Gary Ganaway is director of Marketing and Global Customer Solutions at Bendix Spicer Foundation Brake LLC. He said, “Brake problems are still running around 15%. The biggest issue is brakes out of adjustment, that is, the stroke exceeds the maximum limit. This situation, we believe, stems from misinformation regarding automatic slack adjusters. ASA’s are designed to maintain brake adjustment. If the fleet finds that it is necessary to adjust breaks, even on an occasional basis, it is an indication of a problem.”

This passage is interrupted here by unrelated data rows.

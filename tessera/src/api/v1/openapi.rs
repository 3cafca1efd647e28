use axum::Json;
use utoipa::OpenApi;
use utoipa_redoc::{Redoc, Servable};

use super::dto;
use super::handlers;
use super::response;
use crate::models;
use crate::processing;

#[derive(OpenApi)]
#[openapi(
    info(
        title = "Tessera API",
        version = "1.0.0",
        description = "Self-hostable OCR service. Upload an image, get its text back.",
    ),
    paths(
        handlers::health::health_check,
        handlers::ocr::recognize,
        handlers::items::ocr_items,
    ),
    components(schemas(
        // Response envelope
        response::ErrorCode,
        response::ApiError,
        response::ResponseMeta,
        // OCR
        dto::OcrResponse,
        dto::ItemsResponse,
        dto::LegacyItemsResponse,
        models::RegionConfidence,
        models::BoundingBox,
        models::StageTimings,
        models::RequestStage,
        processing::LineItem,
        // Health (handler-local types)
        handlers::health::HealthData,
        handlers::health::EngineStatus,
        handlers::health::LoadStatus,
    )),
    tags(
        (name = "health", description = "Health check"),
        (name = "ocr", description = "Text recognition and line-item extraction"),
    ),
)]
pub struct ApiDoc;

pub async fn openapi_json() -> Json<utoipa::openapi::OpenApi> {
    Json(ApiDoc::openapi())
}

pub fn redoc_router<S: Clone + Send + Sync + 'static>() -> axum::Router<S> {
    Redoc::with_url("/docs", ApiDoc::openapi()).into()
}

One of the misconceptions brake manufacturers see is that slack adjusters have an infinite life. Like most mechanical devices, automatic slack adjusters have moving parts that wear out. When those parts wear out they need to be replaced. In the case of the automatic slack adjusters, an important indication is that they no longer hold brakes adjusted.
Bendix data indicates that when fleets find that a brake is out of adjustment, they adjust it to proper specifications and then they send the truck on its way. They need to understand that the slack adjuster might need to be replaced. That probably is not happening as often as we would like to see it.
Ganaway said, “Our recommendation to fleets is when they find a brake out of adjustment to take a look at the maintenance records to see when the automatic slack adjuster in question had been installed, and if that adjuster is at the three, four or five year range, it is probably time for that adjuster to be replaced.”
He went on to say, “The biggest thing with CSA is to not be afraid of it. Bendix wholeheartedly supports the efforts of CSA.”
Fleets that are interested in highway safety should follow that lead and consider NationaLease’s Stopka’s advice: “The biggest problems are caused by people’s inactivity. When PMs are being done properly, the truck will make it to the next PM.”